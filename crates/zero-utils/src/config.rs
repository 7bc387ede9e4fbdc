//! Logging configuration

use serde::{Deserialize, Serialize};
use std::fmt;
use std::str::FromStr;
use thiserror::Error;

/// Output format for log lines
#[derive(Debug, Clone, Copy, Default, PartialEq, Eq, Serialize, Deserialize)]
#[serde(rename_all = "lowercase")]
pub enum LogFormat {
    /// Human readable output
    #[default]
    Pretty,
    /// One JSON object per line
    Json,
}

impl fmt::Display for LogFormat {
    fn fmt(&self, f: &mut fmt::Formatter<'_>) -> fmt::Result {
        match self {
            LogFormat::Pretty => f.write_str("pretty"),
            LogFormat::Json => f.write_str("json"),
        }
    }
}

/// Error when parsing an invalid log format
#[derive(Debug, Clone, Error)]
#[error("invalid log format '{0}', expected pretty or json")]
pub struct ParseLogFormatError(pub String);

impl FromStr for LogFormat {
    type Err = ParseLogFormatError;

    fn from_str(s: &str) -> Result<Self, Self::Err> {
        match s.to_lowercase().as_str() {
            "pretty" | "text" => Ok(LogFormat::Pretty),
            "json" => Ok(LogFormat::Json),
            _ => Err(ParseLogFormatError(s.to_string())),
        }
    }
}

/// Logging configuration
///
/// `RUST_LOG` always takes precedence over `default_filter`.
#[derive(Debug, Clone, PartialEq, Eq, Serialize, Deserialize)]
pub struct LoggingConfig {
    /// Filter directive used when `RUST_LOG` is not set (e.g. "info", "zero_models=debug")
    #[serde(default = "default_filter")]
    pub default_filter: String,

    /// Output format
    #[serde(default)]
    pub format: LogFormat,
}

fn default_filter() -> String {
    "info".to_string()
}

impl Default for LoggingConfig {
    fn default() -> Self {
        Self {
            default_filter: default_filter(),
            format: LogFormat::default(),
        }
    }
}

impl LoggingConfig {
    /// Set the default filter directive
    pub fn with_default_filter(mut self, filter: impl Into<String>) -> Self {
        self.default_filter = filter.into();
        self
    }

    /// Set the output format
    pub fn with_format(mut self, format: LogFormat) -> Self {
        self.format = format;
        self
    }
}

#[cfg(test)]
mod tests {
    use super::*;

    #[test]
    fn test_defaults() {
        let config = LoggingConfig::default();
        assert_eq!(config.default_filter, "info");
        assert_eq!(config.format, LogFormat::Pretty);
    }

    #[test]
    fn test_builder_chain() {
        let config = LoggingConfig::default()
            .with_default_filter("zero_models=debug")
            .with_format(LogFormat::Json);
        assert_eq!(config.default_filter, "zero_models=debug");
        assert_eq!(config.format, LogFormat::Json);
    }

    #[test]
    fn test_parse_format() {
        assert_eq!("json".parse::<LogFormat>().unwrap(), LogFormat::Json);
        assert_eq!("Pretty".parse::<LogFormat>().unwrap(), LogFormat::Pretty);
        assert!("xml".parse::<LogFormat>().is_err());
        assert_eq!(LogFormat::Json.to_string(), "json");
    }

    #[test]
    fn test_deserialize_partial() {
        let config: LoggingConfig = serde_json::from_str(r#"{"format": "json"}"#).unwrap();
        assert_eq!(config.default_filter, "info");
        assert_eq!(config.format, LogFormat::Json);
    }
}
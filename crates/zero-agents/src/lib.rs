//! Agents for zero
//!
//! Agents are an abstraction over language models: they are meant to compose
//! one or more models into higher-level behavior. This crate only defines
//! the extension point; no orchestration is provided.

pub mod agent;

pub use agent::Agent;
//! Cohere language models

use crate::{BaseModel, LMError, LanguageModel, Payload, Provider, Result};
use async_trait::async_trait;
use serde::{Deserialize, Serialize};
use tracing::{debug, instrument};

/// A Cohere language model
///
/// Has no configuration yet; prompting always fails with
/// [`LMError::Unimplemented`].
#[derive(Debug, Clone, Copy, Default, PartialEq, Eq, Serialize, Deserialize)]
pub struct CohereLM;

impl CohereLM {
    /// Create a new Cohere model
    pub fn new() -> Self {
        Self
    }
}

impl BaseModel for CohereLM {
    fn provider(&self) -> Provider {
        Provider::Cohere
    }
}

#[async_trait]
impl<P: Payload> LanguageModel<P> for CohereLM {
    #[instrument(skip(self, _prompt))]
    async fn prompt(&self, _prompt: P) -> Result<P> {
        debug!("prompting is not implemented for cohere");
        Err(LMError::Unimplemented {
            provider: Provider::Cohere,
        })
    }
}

• • •

## What you have to do
Lines that hold "invalid" are the ones to copy, so pick each out from the data.

## Written reply
/// Error when parsing an invalid log format
#[error("invalid log format '{0}', expected pretty or json")]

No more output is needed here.